Total saya melakukan 3 kali tes IELTS baru bisa berhasil menembus skor yang dipersyaratkan. Dan tiap kali tes tuh deg-degan karena dua hal, pertama deg-degan skor-nya tembus apa enggak, kedua karena bayarnya mahal (sekitar hampir 3 jutaan sekali tes). Jadi kebayang kalau skornya belum lolos harus mengeluarkan biaya lagi hehe.
5. Urusan visa, apartemen disana bagaimana? Apakah sulit?
Urusan kelengkapan seperti visa sebenarnya nggak sulit, hanya saja butuh kesabaran dan ketelatenan untuk mengurusnya satu per satu. Kemudian untuk tempat tinggal juga relatif mudah kok. Kita bisa mengontak PPI (Perhimpunan Pelajar Indonesia) di kota yang akan kita tuju. Mereka pasti akan membantu mahasiswa-mahasiswa baru kok, termasuk dalam memberikan informasi akomodasi. Detailnya kapan kapan akan saya bahas lengkap ya 🙂
6. Posisi awal kuliah di luar negeri apakah sudah fasih berbahasa inggris atau bagaimana?

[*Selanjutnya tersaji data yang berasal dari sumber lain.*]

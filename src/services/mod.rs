pub mod identity;
pub mod init;
pub mod queries;
pub mod reservation;
//! Database models, one file per table.
//! Re-exported at `crate::db::models` so callers can `use crate::db::models::*;`.

pub mod donation;
pub mod notification;
pub mod user;

pub use self::donation::*;
pub use self::notification::*;
pub use self::user::*;
use chrono::{DateTime, Utc};
use serde::{Deserialize, Serialize};
use sqlx::FromRow;

/// An advisory message addressed to one user.
///
/// Created by the reservation engine as a side effect of a committed donation
/// transition; afterwards only its recipient marks it read or removes it.
#[derive(Debug, Clone, PartialEq, FromRow, Serialize, Deserialize)]
#[serde(rename_all = "camelCase")]
pub struct Notification {
    /// Insertion sequence; tie-breaker for rows sharing a timestamp.
    #[serde(skip)]
    pub seq: i64,
    /// Stable identifier (UUID), usable instead of a positional index.
    pub id: String,
    pub recipient_id: String,
    pub message: String,
    pub read: bool,
    pub created_at: DateTime<Utc>,
}
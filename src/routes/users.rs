use std::sync::Arc;

use axum::{extract::State, routing::get, Json, Router};

use crate::db::{Donation, Role};
use crate::error::AppResult;
use crate::routes::auth::AuthUser;
use crate::AppState;

pub fn router() -> Router<Arc<AppState>> {
    Router::new()
        .route("/donor", get(my_donations))
        .route("/reserved", get(my_reservations))
        .route("/reserved/active", get(my_active_reservations))
}

// ============================================================================
// Handlers
// ============================================================================

/// Everything the calling donor has listed
async fn my_donations(
    State(state): State<Arc<AppState>>,
    AuthUser(caller): AuthUser,
) -> AppResult<Json<Vec<Donation>>> {
    caller.require_role(Role::Donor)?;
    Ok(Json(state.queries.by_donor(&caller.id).await?))
}

/// Reservations held by the calling recipient, including completed pickups
async fn my_reservations(
    State(state): State<Arc<AppState>>,
    AuthUser(caller): AuthUser,
) -> AppResult<Json<Vec<Donation>>> {
    caller.require_role(Role::Recipient)?;
    Ok(Json(state.queries.reservation_history(&caller.id).await?))
}

async fn my_active_reservations(
    State(state): State<Arc<AppState>>,
    AuthUser(caller): AuthUser,
) -> AppResult<Json<Vec<Donation>>> {
    caller.require_role(Role::Recipient)?;
    Ok(Json(state.queries.reserved_by_active(&caller.id).await?))
}
use std::sync::Arc;

use axum::{extract::State, http::StatusCode, response::IntoResponse, Json};
use serde::Serialize;

use crate::AppState;

#[derive(Serialize)]
pub struct HealthResponse {
    pub status: String,
    pub version: String,
    pub timestamp: String,
    pub database: String,
}

pub async fn health_check(State(state): State<Arc<AppState>>) -> impl IntoResponse {
    let database_ok = sqlx::query("SELECT 1").execute(&state.db).await.is_ok();

    let response = HealthResponse {
        status: if database_ok { "healthy" } else { "degraded" }.to_string(),
        version: env!("CARGO_PKG_VERSION").to_string(),
        timestamp: chrono::Utc::now().to_rfc3339(),
        database: if database_ok { "ok" } else { "unreachable" }.to_string(),
    };

    let status = if database_ok {
        StatusCode::OK
    } else {
        StatusCode::SERVICE_UNAVAILABLE
    };
    (status, Json(response))
}
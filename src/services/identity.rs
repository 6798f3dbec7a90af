use async_trait::async_trait;
use chrono::{Duration, Utc};
use jsonwebtoken::{decode, encode, DecodingKey, EncodingKey, Header, Validation};
use serde::{Deserialize, Serialize};

use crate::config::JwtConfig;
use crate::db::Role;
use crate::error::{AppError, AppResult};
use crate::i18n;

/// The resolved identity behind a request. Passed explicitly into every engine call.
#[derive(Debug, Clone, PartialEq, Eq, Serialize, Deserialize)]
pub struct Caller {
    pub id: String,
    pub name: String,
    pub role: Role,
}

impl Caller {
    pub fn new(id: impl Into<String>, name: impl Into<String>, role: Role) -> Self {
        Self {
            id: id.into(),
            name: name.into(),
            role,
        }
    }

    /// Reject with an authorization error unless the caller holds `role`.
    pub fn require_role(&self, role: Role) -> AppResult<()> {
        if self.role == role {
            return Ok(());
        }
        let key = match role {
            Role::Donor => "forbidden.donor_only",
            Role::Recipient => "forbidden.recipient_only",
        };
        Err(AppError::Forbidden(i18n::t(key)))
    }
}

/// Resolves a request credential into an identity and role claim.
///
/// Session issuance and credential checks live outside this service; the
/// engine trusts whatever the gate returns.
#[async_trait]
pub trait IdentityGate: Send + Sync {
    async fn resolve(&self, credential: &str) -> AppResult<Caller>;
}

#[derive(Debug, Serialize, Deserialize)]
pub struct Claims {
    pub sub: String,
    pub name: String,
    pub role: Role,
    pub exp: usize,
    pub iat: usize,
}

/// Identity gate verifying HS256 bearer tokens signed with a shared secret.
#[derive(Clone)]
pub struct JwtIdentityGate {
    secret: String,
    expiration_hours: i64,
}

impl JwtIdentityGate {
    pub fn new(config: &JwtConfig) -> Self {
        Self {
            secret: config.secret.clone(),
            expiration_hours: config.expiration_hours,
        }
    }

    /// Mint a token for `caller`. Used by operators and tests; the service
    /// itself never issues credentials.
    pub fn issue(&self, caller: &Caller) -> AppResult<String> {
        let now = Utc::now();
        let exp = now + Duration::hours(self.expiration_hours);
        let claims = Claims {
            sub: caller.id.clone(),
            name: caller.name.clone(),
            role: caller.role,
            iat: now.timestamp() as usize,
            exp: exp.timestamp() as usize,
        };

        let token = encode(
            &Header::default(),
            &claims,
            &EncodingKey::from_secret(self.secret.as_bytes()),
        )?;
        Ok(token)
    }

    /// Decode and validate a JWT, returning the claims
    pub fn decode(&self, token: &str) -> AppResult<Claims> {
        let token_data = decode::<Claims>(
            token,
            &DecodingKey::from_secret(self.secret.as_bytes()),
            &Validation::default(),
        )?;
        Ok(token_data.claims)
    }
}

#[async_trait]
impl IdentityGate for JwtIdentityGate {
    async fn resolve(&self, credential: &str) -> AppResult<Caller> {
        let claims = self.decode(credential)?;
        if claims.sub.trim().is_empty() {
            return Err(AppError::Unauthorized);
        }
        Ok(Caller {
            id: claims.sub,
            name: claims.name,
            role: claims.role,
        })
    }
}
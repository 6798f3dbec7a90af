/*
Message catalog for user-facing text.

Every string the service sends to a person (notification bodies, confirmation
messages, rejection reasons) is looked up here by key, so wording lives in one
place.

Usage:
    use crate::i18n;
    let msg = i18n::t("not_found.donation");
    let body = i18n::tr("notify.donation_posted", &[("title", "Bread, 10 loaves")]);

Notes:
- Placeholders use single-brace format: `{name}`.
- A missing key renders as the key itself so a typo is visible rather than fatal.
*/

use std::collections::HashMap;
use std::sync::OnceLock;

static MESSAGES: OnceLock<HashMap<String, String>> = OnceLock::new();

const EN_JSON: &str = r#"
{
  "notify.donation_posted": "New donation posted: {title}",
  "notify.donation_reserved": "Your donation \"{title}\" has been reserved by {name}",

  "donation.deleted": "Donation deleted successfully",
  "donation.reserved": "Donation \"{title}\" reserved successfully. Please contact the donor to arrange pickup.",
  "donation.unreserved": "Reservation cancelled",
  "donation.unreserved_expired": "Reservation cancelled; the donation has expired",
  "donation.completed": "Donation marked as completed",

  "notifications.marked_read": "All notifications marked as read",
  "notifications.deleted": "Notification deleted",
  "notifications.cleared": "All notifications cleared",

  "not_found.donation": "Donation not found",
  "not_found.notification": "Notification not found",

  "forbidden.donor_only": "Only donors can perform this action",
  "forbidden.recipient_only": "Only recipient organizations can perform this action",
  "forbidden.not_owner": "You can only modify your own donations",
  "forbidden.not_holder": "You can only cancel your own reservations",

  "conflict.not_available": "Donation is not available for reservation",
  "conflict.already_reserved_by_you": "Donation is already reserved by you",
  "conflict.expired": "Donation has expired",
  "conflict.not_reserved": "Donation is not reserved",
  "conflict.must_be_reserved": "Donation must be reserved first",

  "validation.required": "{field} is required",
  "validation.too_long": "{field} cannot exceed {max} characters",
  "validation.pickup_window": "pickupTimeEnd must be after pickupTimeStart",
  "validation.empty_update": "Update contains no editable fields",
  "validation.invalid_status": "Invalid status filter: {value}",
  "validation.invalid_sort": "Invalid sort order: {value}",
  "validation.invalid_index": "Invalid notification index: {value}"
}
"#;

fn messages() -> &'static HashMap<String, String> {
    MESSAGES.get_or_init(|| serde_json::from_str(EN_JSON).unwrap_or_default())
}

/// Look up a message by key without placeholder substitution.
pub fn t(key: &str) -> String {
    tr(key, &[])
}

/// Look up a message by key and substitute `{name}` placeholders.
pub fn tr(key: &str, params: &[(&str, &str)]) -> String {
    let template = messages()
        .get(key)
        .cloned()
        .unwrap_or_else(|| key.to_string());

    substitute(&template, params)
}

/// Single pass over the template; inserted values are never scanned again.
fn substitute(template: &str, params: &[(&str, &str)]) -> String {
    let mut out = String::with_capacity(template.len());
    let mut rest = template;

    while let Some(open) = rest.find('{') {
        out.push_str(&rest[..open]);
        let after = &rest[open + 1..];
        let value = after.find('}').and_then(|close| {
            let key = &after[..close];
            params
                .iter()
                .find(|(name, _)| *name == key)
                .map(|(_, value)| (*value, close))
        });

        match value {
            Some((value, close)) => {
                out.push_str(value);
                rest = &after[close + 1..];
            }
            None => {
                out.push('{');
                rest = after;
            }
        }
    }

    out.push_str(rest);
    out
}
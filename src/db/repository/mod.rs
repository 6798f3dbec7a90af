pub mod directory;
pub mod donation;
pub mod notification;

pub use directory::{UserDirectory, UserRepository};
pub use donation::{DonationRepository, DonationStore};
pub use notification::{NotificationLedger, NotificationRepository};
//! Resolve actions to checkers.
//!
//! Persistent checkers hold no state of their own, so a fresh one is built per lookup over
//! the shared store. In-memory checkers *are* the state, so they are cached per key and
//! every lookup of the same action shares one counter.

use crate::checker::LimitChecker;
use crate::config::{Action, Durability, LimitsConfig};
use crate::error::LimitError;
use crate::memory::InMemoryLimitChecker;
use crate::persistent::PersistentLimitChecker;
use crate::retry::RetryConfig;
use crate::store::CounterStore;
use crate::Limit;
use std::collections::HashMap;
use std::sync::{Arc, PoisonError, RwLock};
use tracing::debug;

/// Hands out checkers for configured actions.
///
/// In-memory checkers are kept for the life of the factory, one per `(account, action)` key,
/// so the cache is bounded by the configured actions times the accounts seen.
#[derive(Debug)]
pub struct LimitCheckerFactory<S> {
    config: LimitsConfig,
    store: S,
    retry: RetryConfig,
    in_memory: RwLock<HashMap<String, InMemoryLimitChecker>>,
}

impl<S> LimitCheckerFactory<S>
where
    S: CounterStore + Clone + 'static,
{
    pub fn new(config: LimitsConfig, store: S) -> Self {
        Self { config, store, retry: RetryConfig::default(), in_memory: RwLock::new(HashMap::new()) }
    }

    /// Retry bounds handed to every persistent checker.
    pub fn with_retry(mut self, retry: RetryConfig) -> Self {
        self.retry = retry;
        self
    }

    pub fn config(&self) -> &LimitsConfig {
        &self.config
    }

    /// Checker enforcing the configured limit for `action`.
    pub fn checker(&self, action: &Action) -> Result<Arc<dyn LimitChecker>, LimitError> {
        let resolved = self.config.resolve(action)?;
        let key = action.key();

        match resolved.durability {
            Durability::Persistent => {
                let checker = PersistentLimitChecker::new(resolved.limit, key, self.store.clone())?
                    .with_retry(self.retry.clone());
                Ok(Arc::new(checker))
            }
            Durability::InMemory => Ok(Arc::new(self.in_memory_checker(key, resolved.limit))),
        }
    }

    fn in_memory_checker(&self, key: String, limit: Limit) -> InMemoryLimitChecker {
        if let Some(existing) =
            self.in_memory.read().unwrap_or_else(PoisonError::into_inner).get(&key)
        {
            return existing.clone();
        }

        let mut map = self.in_memory.write().unwrap_or_else(PoisonError::into_inner);
        map.entry(key)
            .or_insert_with_key(|key| {
                debug!(target: "limitguard::factory", key = %key, %limit, "created in-memory checker");
                InMemoryLimitChecker::new(limit)
            })
            .clone()
    }
}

Hihi, kemampuan bahasa Inggris saya seadanya kok. Asal bisa menembus skor IELTS yang dipersyaratkan dan akhirnya diterima di universitas idaman sudah sangat bersyukur. Kalau soal komunikasi modalnya nekad sih, lama-lama juga terbiasa. Tinggal di negara yang berbahasa Inggris akan membuatmu mau tidak mau harus mempraktikkan bahasa tersebut setiap hari, dan pasti membuat bahasa Inggris meningkat pesat.
Tapi memang alangkah baiknya, kemampuan bahasa Inggris baik oral maupun tulisan ditingkatkan dulu deh. Karena nanti pas kuliah kalian akan diminta berkomunikasi misal diskusi-diskusi serta menulis tugas, paper ataupun disertasi/thesis dalam bahasa Inggris lho. Jadi belum terlambat untuk mempersiapkan dengan baik.
Baiklah, demikian beberapa jawaban saya atas pertanyaan Alia. Memang ada beberapa yang belum tuntas ya saya jawab hehe, soalnya membutuhkan penjelasan yang lebih mendetail lagi. InsyaAllah beberapa topik yang perlu penjelasan lebih lanjut akan saya kupas tuntas pada postingan-postingan selanjutnya.